* Exercise details
Take the listing below and print exactly the lines starting at the line containing "pub fn read_u32_le(&mut" and ending at the line containing "a Bitcoin varint.", both ends included, and no others.

Information provided: Begin

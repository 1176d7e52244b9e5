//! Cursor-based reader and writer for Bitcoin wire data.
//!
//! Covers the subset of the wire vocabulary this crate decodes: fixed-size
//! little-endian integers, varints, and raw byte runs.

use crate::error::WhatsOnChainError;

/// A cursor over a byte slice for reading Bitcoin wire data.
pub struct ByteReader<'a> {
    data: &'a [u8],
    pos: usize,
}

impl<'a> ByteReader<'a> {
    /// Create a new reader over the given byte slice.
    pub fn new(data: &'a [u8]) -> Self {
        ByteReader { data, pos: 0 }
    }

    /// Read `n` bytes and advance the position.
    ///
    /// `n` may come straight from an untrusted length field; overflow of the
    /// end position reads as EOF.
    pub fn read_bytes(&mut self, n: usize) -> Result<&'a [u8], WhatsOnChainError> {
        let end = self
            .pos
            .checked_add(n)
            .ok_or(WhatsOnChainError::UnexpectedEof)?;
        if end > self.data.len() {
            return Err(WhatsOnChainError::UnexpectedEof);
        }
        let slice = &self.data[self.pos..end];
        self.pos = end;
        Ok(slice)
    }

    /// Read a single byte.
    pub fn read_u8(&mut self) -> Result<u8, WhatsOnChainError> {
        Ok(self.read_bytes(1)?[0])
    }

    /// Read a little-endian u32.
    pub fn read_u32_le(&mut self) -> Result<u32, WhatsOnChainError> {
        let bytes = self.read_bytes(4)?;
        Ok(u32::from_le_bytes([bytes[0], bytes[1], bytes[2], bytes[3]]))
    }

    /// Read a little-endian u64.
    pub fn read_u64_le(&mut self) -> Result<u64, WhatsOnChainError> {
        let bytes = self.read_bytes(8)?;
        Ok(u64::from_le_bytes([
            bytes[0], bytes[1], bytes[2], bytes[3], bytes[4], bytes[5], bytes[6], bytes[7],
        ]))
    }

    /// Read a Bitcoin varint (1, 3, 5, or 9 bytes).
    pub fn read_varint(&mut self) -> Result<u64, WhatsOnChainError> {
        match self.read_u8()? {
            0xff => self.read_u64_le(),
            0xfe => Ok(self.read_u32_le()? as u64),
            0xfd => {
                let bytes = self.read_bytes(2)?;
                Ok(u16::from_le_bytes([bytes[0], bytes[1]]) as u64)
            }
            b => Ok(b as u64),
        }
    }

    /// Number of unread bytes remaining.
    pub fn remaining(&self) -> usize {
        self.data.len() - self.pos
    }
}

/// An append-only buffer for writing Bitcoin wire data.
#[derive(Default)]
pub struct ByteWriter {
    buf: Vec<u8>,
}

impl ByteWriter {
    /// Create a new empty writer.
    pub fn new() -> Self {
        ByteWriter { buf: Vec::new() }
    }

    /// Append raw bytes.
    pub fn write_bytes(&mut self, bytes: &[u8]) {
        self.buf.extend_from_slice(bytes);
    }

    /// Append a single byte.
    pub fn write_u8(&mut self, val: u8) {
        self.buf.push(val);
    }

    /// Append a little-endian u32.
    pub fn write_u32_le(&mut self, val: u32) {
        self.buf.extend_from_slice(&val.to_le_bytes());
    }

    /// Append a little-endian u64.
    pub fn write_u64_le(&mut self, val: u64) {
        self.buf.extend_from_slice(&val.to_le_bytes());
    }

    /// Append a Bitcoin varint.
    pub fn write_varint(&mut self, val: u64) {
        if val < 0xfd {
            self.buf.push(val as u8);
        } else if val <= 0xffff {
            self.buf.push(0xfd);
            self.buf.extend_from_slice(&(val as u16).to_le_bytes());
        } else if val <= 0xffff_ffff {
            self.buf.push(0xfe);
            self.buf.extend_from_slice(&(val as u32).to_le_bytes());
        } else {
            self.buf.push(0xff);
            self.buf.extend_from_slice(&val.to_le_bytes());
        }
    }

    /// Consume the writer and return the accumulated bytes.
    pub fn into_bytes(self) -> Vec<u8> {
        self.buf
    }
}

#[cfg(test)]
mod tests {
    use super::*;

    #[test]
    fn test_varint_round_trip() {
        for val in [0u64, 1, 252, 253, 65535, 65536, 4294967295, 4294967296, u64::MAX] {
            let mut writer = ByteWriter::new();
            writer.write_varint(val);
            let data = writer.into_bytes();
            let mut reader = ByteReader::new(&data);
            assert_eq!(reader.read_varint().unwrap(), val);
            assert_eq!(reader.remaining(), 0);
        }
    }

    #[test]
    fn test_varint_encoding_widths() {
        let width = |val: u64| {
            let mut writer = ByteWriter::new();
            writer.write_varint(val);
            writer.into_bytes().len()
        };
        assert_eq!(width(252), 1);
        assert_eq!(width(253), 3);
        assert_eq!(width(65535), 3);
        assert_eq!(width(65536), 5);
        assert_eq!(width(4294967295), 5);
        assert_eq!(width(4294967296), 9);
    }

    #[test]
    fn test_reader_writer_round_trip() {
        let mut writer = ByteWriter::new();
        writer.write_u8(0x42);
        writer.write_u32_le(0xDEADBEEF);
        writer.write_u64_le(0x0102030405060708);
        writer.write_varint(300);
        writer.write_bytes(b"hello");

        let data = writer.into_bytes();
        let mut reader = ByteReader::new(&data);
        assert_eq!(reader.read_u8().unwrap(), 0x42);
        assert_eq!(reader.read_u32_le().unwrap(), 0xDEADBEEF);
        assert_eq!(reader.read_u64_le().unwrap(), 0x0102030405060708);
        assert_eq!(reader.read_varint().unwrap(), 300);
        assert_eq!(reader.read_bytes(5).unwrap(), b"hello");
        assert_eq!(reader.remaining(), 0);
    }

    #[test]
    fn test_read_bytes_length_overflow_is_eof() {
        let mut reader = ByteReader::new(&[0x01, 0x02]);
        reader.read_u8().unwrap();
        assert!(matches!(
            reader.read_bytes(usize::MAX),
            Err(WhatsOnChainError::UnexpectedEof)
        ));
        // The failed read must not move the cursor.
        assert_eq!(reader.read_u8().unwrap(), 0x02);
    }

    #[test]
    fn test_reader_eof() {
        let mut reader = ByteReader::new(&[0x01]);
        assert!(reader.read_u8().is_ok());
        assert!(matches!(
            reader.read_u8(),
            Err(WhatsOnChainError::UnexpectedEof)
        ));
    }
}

Information provided: End

* Worked solution
    pub fn read_u32_le(&mut self) -> Result<u32, WhatsOnChainError> {
        let bytes = self.read_bytes(4)?;
        Ok(u32::from_le_bytes([bytes[0], bytes[1], bytes[2], bytes[3]]))
    }

    /// Read a little-endian u64.
    pub fn read_u64_le(&mut self) -> Result<u64, WhatsOnChainError> {
        let bytes = self.read_bytes(8)?;
        Ok(u64::from_le_bytes([
            bytes[0], bytes[1], bytes[2], bytes[3], bytes[4], bytes[5], bytes[6], bytes[7],
        ]))
    }

    /// Read a Bitcoin varint (1, 3, 5, or 9 bytes).
    pub fn read_varint(&mut self) -> Result<u64, WhatsOnChainError> {
        match self.read_u8()? {
            0xff => self.read_u64_le(),
            0xfe => Ok(self.read_u32_le()? as u64),
            0xfd => {
                let bytes = self.read_bytes(2)?;
                Ok(u16::from_le_bytes([bytes[0], bytes[1]]) as u64)
            }
            b => Ok(b as u64),
        }
    }

    /// Number of unread bytes remaining.
    pub fn remaining(&self) -> usize {
        self.data.len() - self.pos
    }
}

/// An append-only buffer for writing Bitcoin wire data.
#[derive(Default)]
pub struct ByteWriter {
    buf: Vec<u8>,
}

impl ByteWriter {
    /// Create a new empty writer.
    pub fn new() -> Self {
        ByteWriter { buf: Vec::new() }
    }

    /// Append raw bytes.
    pub fn write_bytes(&mut self, bytes: &[u8]) {
        self.buf.extend_from_slice(bytes);
    }

    /// Append a single byte.
    pub fn write_u8(&mut self, val: u8) {
        self.buf.push(val);
    }

    /// Append a little-endian u32.
    pub fn write_u32_le(&mut self, val: u32) {
        self.buf.extend_from_slice(&val.to_le_bytes());
    }

    /// Append a little-endian u64.
    pub fn write_u64_le(&mut self, val: u64) {
        self.buf.extend_from_slice(&val.to_le_bytes());
    }

    /// Append a Bitcoin varint.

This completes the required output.